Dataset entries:
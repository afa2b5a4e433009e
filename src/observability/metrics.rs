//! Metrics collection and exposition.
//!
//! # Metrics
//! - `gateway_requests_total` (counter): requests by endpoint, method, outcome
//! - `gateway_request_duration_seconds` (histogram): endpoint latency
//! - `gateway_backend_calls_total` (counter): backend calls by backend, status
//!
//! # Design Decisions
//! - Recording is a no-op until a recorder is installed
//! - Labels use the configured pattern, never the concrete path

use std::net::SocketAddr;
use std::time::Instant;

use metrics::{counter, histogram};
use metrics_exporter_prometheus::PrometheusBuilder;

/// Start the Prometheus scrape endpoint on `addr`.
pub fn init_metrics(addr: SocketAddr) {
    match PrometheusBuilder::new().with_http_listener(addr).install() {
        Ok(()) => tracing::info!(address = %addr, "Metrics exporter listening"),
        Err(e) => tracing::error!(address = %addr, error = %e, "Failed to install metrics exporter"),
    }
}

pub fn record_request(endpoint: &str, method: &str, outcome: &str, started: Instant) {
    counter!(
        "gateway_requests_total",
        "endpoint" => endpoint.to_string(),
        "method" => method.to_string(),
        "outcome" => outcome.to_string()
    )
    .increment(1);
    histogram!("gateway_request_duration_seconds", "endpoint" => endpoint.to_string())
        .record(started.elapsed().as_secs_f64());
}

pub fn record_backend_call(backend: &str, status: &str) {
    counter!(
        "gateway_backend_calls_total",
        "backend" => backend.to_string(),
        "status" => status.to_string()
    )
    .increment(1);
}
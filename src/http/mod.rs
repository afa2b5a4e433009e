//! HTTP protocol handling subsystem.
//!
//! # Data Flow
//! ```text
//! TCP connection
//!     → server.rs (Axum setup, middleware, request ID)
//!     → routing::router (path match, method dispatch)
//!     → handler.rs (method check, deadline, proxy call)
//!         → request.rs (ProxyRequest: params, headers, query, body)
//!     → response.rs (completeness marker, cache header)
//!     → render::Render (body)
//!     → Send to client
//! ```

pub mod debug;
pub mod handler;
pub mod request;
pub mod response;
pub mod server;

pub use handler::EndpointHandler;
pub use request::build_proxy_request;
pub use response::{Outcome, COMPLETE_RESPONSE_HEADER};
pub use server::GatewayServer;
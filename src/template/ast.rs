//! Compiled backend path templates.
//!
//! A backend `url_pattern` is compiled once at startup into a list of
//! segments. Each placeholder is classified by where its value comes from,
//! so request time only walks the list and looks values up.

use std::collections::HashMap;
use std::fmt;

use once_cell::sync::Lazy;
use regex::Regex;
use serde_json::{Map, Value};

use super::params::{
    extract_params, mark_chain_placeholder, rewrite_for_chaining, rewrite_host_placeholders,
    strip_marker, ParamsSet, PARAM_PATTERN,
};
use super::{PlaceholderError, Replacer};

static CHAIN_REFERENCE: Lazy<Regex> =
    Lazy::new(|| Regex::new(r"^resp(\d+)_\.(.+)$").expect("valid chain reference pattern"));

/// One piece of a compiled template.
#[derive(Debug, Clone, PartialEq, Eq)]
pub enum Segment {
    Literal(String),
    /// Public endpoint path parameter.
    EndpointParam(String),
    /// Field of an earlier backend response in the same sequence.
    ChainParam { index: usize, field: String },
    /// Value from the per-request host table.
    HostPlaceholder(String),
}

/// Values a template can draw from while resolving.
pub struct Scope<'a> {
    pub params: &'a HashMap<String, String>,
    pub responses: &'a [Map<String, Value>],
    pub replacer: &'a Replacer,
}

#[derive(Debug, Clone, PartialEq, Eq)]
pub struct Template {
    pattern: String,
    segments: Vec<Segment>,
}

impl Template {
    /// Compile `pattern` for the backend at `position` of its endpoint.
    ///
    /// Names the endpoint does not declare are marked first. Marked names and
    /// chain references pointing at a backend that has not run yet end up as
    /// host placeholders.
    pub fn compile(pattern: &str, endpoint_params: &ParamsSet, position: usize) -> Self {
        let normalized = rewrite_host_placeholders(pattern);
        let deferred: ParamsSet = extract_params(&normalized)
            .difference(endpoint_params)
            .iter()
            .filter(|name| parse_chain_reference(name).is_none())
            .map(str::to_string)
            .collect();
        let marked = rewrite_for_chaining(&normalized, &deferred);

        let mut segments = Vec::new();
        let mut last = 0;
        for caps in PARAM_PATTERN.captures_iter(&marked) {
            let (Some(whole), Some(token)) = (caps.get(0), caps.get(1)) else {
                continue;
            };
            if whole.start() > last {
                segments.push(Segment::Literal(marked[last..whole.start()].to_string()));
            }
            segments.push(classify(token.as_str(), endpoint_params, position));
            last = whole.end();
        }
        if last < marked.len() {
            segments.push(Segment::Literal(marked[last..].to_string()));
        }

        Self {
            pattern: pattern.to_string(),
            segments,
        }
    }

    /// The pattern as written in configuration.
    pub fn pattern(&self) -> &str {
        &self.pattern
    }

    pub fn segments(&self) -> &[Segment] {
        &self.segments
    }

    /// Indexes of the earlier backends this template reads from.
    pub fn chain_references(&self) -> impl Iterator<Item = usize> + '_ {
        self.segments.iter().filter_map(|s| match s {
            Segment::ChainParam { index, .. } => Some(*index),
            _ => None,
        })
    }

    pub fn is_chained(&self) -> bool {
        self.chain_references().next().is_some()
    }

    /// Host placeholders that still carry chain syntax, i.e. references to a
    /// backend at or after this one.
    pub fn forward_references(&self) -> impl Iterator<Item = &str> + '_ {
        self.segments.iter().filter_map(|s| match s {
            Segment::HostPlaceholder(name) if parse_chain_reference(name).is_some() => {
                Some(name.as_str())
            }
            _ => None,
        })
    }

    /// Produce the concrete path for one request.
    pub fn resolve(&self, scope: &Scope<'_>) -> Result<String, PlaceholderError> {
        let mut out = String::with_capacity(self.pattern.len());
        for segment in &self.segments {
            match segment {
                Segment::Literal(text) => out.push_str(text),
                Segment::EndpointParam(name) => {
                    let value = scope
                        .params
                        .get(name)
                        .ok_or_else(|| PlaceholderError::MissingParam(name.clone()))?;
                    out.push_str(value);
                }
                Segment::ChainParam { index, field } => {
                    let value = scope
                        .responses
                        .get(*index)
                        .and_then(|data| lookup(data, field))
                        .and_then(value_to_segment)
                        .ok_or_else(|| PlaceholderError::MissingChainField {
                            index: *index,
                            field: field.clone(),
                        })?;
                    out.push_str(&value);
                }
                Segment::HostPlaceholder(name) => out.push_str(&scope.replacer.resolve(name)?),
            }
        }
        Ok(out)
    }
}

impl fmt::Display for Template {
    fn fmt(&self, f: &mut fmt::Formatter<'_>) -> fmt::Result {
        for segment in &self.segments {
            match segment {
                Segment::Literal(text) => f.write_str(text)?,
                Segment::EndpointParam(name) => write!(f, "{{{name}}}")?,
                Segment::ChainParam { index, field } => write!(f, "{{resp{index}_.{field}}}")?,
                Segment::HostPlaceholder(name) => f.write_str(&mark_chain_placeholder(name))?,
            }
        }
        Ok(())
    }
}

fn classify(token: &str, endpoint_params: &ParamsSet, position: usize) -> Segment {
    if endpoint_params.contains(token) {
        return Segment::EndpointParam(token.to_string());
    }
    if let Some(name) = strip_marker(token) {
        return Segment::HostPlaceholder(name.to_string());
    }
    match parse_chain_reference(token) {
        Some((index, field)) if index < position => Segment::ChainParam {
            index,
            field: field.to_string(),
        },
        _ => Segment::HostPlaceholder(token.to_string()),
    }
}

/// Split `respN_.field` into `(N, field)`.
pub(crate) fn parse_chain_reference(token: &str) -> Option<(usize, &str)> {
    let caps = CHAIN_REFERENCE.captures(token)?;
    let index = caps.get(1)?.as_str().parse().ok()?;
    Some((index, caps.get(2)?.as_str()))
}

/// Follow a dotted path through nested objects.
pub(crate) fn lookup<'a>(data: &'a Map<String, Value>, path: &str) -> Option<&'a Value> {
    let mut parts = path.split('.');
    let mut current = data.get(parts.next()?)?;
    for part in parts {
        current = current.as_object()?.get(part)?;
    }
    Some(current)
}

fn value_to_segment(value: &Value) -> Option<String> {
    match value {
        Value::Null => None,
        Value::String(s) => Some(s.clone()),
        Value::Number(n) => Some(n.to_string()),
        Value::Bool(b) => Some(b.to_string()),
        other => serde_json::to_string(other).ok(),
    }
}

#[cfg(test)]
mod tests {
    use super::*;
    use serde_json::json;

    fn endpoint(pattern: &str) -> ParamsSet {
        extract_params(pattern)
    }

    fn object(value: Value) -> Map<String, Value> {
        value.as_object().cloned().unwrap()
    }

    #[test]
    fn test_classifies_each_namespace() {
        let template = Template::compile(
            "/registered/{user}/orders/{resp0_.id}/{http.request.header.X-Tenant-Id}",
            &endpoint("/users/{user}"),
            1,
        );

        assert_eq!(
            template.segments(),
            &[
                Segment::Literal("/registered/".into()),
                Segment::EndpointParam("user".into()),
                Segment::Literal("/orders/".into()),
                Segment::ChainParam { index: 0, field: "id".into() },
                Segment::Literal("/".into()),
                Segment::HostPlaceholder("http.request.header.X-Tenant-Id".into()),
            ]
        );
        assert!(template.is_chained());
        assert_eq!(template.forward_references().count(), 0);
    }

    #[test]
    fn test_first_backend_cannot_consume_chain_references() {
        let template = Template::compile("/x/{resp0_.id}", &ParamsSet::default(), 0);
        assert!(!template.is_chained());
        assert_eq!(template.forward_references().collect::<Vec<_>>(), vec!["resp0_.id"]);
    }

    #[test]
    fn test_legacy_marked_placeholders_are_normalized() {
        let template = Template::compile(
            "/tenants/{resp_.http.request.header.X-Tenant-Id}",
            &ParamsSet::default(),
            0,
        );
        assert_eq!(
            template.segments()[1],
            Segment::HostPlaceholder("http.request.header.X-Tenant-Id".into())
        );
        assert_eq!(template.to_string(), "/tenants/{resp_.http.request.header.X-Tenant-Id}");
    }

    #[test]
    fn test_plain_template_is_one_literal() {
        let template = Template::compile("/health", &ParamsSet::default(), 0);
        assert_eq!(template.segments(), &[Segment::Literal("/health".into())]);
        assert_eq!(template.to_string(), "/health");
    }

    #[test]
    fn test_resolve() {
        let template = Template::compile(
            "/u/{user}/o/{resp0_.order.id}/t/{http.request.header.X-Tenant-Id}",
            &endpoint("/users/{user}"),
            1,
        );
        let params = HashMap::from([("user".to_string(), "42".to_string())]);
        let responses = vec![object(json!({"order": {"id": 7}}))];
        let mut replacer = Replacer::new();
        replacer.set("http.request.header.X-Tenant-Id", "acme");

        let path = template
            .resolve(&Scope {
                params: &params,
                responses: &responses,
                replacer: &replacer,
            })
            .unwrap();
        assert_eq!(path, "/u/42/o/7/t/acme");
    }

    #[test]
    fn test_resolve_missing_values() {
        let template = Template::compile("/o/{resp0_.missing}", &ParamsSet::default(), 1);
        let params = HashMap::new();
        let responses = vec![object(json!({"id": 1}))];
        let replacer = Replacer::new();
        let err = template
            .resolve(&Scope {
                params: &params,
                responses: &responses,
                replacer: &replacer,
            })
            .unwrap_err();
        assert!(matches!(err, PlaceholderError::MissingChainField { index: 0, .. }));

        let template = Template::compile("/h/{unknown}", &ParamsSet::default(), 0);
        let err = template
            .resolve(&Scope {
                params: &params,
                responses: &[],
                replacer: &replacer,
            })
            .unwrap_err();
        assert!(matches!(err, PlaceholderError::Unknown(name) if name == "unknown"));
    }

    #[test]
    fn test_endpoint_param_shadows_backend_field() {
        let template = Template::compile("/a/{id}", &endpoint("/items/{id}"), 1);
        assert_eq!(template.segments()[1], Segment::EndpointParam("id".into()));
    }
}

▶ **AIM OF THE EXERCISE**
Find the lines above that contain the word "struct" and copy each one.

▶ **TASK OUTPUT**
pub struct Scope<'a> {
pub struct Template {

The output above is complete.